--- AIM OF THE TASK ---
Show all lines of the listing that contain the word "Deserialize".

--- AVAILABLE DATA ---
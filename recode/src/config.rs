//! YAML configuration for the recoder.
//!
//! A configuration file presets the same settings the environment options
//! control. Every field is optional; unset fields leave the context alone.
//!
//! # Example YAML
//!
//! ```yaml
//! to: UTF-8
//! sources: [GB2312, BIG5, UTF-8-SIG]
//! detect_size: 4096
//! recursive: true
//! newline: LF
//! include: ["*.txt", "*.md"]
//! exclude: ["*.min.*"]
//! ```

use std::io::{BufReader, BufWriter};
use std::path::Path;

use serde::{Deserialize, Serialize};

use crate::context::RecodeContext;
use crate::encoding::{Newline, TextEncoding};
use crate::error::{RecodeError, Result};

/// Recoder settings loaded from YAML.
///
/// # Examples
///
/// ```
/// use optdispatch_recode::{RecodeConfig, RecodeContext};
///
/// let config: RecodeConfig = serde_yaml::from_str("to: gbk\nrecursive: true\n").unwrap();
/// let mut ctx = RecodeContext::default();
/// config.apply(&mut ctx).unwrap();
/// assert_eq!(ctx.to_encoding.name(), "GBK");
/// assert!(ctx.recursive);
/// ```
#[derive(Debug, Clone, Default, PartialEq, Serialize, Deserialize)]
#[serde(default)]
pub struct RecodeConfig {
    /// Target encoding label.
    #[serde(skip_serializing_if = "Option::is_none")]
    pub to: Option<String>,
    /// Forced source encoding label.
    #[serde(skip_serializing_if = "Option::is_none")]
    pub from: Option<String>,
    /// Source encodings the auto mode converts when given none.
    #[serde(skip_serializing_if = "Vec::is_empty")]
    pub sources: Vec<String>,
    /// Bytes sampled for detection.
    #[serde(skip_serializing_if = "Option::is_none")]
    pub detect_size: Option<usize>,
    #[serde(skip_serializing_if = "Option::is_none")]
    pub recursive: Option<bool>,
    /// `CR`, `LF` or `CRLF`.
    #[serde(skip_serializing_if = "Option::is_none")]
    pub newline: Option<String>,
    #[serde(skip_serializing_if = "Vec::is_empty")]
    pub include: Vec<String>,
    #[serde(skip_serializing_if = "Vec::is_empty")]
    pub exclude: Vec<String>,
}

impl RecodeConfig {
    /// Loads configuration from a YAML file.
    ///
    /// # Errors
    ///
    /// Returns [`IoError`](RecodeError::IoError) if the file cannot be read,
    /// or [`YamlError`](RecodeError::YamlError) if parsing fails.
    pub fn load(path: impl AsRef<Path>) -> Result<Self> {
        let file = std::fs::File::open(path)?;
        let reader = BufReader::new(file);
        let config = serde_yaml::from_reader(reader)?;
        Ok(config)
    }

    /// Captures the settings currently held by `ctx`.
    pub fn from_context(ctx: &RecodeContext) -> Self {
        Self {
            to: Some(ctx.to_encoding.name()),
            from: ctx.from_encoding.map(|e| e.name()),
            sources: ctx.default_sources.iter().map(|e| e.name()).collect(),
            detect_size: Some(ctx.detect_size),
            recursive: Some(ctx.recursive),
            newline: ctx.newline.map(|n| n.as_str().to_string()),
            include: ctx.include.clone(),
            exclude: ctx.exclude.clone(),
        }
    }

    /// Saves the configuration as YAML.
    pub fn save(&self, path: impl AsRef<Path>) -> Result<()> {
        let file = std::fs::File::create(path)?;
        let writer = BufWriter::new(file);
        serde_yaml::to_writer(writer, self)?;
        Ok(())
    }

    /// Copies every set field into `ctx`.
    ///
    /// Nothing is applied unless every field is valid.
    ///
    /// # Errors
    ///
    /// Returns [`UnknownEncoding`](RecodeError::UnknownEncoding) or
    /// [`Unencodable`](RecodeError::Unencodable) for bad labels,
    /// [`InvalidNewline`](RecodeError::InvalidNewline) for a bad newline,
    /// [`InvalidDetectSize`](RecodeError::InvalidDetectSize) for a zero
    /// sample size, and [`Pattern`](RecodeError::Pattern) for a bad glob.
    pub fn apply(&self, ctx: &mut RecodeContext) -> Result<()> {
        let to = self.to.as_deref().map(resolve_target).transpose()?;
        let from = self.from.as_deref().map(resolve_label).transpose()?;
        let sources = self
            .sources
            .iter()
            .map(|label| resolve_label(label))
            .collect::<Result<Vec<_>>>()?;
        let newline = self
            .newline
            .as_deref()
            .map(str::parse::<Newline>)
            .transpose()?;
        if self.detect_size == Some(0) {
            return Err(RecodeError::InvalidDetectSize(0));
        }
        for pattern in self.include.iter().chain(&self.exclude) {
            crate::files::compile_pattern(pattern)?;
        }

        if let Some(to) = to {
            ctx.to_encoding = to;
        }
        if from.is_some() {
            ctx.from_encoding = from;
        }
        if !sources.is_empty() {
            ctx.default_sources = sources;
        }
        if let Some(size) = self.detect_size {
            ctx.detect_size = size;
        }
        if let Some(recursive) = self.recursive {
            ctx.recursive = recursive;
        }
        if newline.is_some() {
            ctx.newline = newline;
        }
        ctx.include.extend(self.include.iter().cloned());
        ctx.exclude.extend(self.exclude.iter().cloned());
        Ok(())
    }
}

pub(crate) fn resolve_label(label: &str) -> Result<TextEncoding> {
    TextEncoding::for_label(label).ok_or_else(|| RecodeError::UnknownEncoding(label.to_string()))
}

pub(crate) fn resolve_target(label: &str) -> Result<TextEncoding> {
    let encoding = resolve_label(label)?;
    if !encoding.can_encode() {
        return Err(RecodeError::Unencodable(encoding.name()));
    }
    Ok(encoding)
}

--- ANSWER SECTION ---
use serde::{Deserialize, Serialize};
#[derive(Debug, Clone, Default, PartialEq, Serialize, Deserialize)]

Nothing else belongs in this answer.